> [Aim of the exercise]
All lines in the records below that hold "Duration" are to be shown.

> [Information]
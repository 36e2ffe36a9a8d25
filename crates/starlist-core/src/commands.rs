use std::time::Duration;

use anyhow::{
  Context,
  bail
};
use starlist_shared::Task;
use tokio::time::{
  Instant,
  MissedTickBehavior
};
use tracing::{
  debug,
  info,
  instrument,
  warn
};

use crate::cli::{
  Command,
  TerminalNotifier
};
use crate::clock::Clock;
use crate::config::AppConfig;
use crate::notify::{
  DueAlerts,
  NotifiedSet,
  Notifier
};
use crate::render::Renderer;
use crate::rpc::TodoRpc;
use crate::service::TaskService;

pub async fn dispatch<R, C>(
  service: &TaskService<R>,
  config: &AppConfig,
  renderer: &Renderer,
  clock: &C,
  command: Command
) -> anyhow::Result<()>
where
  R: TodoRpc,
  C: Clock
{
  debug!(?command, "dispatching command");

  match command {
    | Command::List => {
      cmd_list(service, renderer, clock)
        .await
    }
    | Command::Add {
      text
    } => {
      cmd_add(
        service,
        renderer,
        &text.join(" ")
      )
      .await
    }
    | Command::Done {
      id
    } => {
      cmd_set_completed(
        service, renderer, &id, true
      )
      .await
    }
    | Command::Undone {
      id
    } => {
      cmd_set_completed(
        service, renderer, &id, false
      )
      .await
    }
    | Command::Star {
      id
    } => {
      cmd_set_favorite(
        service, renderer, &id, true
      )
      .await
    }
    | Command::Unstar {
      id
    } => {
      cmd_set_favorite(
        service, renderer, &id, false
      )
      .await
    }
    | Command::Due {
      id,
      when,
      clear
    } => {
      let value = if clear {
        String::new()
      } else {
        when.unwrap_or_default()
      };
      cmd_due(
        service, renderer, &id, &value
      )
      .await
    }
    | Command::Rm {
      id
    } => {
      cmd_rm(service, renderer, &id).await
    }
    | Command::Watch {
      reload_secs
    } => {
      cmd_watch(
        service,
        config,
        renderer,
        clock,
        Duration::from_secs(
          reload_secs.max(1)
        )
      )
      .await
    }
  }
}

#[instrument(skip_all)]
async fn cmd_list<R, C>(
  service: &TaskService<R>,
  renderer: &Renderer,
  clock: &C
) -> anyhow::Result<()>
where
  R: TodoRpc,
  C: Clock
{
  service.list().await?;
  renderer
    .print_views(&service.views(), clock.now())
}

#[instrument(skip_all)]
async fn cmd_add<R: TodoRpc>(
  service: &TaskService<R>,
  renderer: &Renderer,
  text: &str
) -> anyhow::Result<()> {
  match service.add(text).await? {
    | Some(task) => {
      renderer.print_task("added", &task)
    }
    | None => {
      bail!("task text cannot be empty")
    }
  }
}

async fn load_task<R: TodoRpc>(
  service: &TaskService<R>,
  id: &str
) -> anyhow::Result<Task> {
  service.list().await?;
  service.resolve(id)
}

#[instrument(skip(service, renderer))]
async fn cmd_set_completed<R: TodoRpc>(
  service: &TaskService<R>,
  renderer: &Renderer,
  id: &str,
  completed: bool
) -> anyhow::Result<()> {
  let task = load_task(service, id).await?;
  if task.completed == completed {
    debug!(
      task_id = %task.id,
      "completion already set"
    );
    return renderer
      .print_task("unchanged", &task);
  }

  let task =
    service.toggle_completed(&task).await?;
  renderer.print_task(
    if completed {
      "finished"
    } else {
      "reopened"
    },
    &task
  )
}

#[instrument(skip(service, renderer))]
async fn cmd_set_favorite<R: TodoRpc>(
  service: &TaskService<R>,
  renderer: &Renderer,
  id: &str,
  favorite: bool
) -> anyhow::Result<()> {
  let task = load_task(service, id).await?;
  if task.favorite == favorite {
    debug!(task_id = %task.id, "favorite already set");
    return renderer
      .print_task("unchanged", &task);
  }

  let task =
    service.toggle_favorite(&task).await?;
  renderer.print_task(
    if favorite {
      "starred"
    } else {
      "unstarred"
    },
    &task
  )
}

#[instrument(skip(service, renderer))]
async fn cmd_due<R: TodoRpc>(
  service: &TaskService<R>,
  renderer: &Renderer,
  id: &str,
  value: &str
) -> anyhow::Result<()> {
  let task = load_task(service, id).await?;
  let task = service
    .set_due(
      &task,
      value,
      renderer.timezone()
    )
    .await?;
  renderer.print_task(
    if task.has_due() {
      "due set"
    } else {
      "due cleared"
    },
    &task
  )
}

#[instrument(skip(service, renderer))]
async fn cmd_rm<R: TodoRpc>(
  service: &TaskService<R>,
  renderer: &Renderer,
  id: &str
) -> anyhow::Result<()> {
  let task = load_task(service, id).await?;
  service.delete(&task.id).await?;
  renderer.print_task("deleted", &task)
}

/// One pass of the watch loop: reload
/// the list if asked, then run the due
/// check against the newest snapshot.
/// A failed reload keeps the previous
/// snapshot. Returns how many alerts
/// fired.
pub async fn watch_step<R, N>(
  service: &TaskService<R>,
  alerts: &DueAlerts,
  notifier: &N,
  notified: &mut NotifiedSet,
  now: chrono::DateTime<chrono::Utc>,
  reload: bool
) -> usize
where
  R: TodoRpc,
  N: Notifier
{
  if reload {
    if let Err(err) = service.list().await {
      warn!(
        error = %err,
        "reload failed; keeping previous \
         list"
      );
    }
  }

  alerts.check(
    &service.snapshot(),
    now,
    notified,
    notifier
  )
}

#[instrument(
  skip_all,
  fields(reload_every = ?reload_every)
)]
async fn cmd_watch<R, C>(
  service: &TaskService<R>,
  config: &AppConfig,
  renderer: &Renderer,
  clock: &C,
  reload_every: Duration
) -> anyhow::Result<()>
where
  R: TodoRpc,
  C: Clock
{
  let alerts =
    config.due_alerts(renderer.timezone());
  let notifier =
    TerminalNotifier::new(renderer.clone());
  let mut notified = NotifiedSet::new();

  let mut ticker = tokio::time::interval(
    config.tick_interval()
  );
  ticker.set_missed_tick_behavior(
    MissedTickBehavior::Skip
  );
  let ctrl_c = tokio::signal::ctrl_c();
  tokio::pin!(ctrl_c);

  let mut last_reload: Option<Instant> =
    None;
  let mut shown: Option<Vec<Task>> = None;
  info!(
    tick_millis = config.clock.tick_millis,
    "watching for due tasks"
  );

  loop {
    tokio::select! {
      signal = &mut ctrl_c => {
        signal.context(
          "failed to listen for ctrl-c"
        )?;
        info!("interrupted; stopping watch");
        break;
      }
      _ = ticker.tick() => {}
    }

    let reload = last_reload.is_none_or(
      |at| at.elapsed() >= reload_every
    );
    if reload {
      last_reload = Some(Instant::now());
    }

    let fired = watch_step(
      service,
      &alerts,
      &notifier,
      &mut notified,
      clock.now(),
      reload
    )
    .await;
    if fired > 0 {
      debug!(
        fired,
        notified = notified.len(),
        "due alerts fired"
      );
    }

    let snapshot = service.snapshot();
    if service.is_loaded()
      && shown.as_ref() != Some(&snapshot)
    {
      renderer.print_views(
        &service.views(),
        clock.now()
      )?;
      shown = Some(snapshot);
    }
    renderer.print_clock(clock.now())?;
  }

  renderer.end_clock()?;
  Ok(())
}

> [Worked solution]
use std::time::Duration;
        Duration::from_secs(
  reload_every: Duration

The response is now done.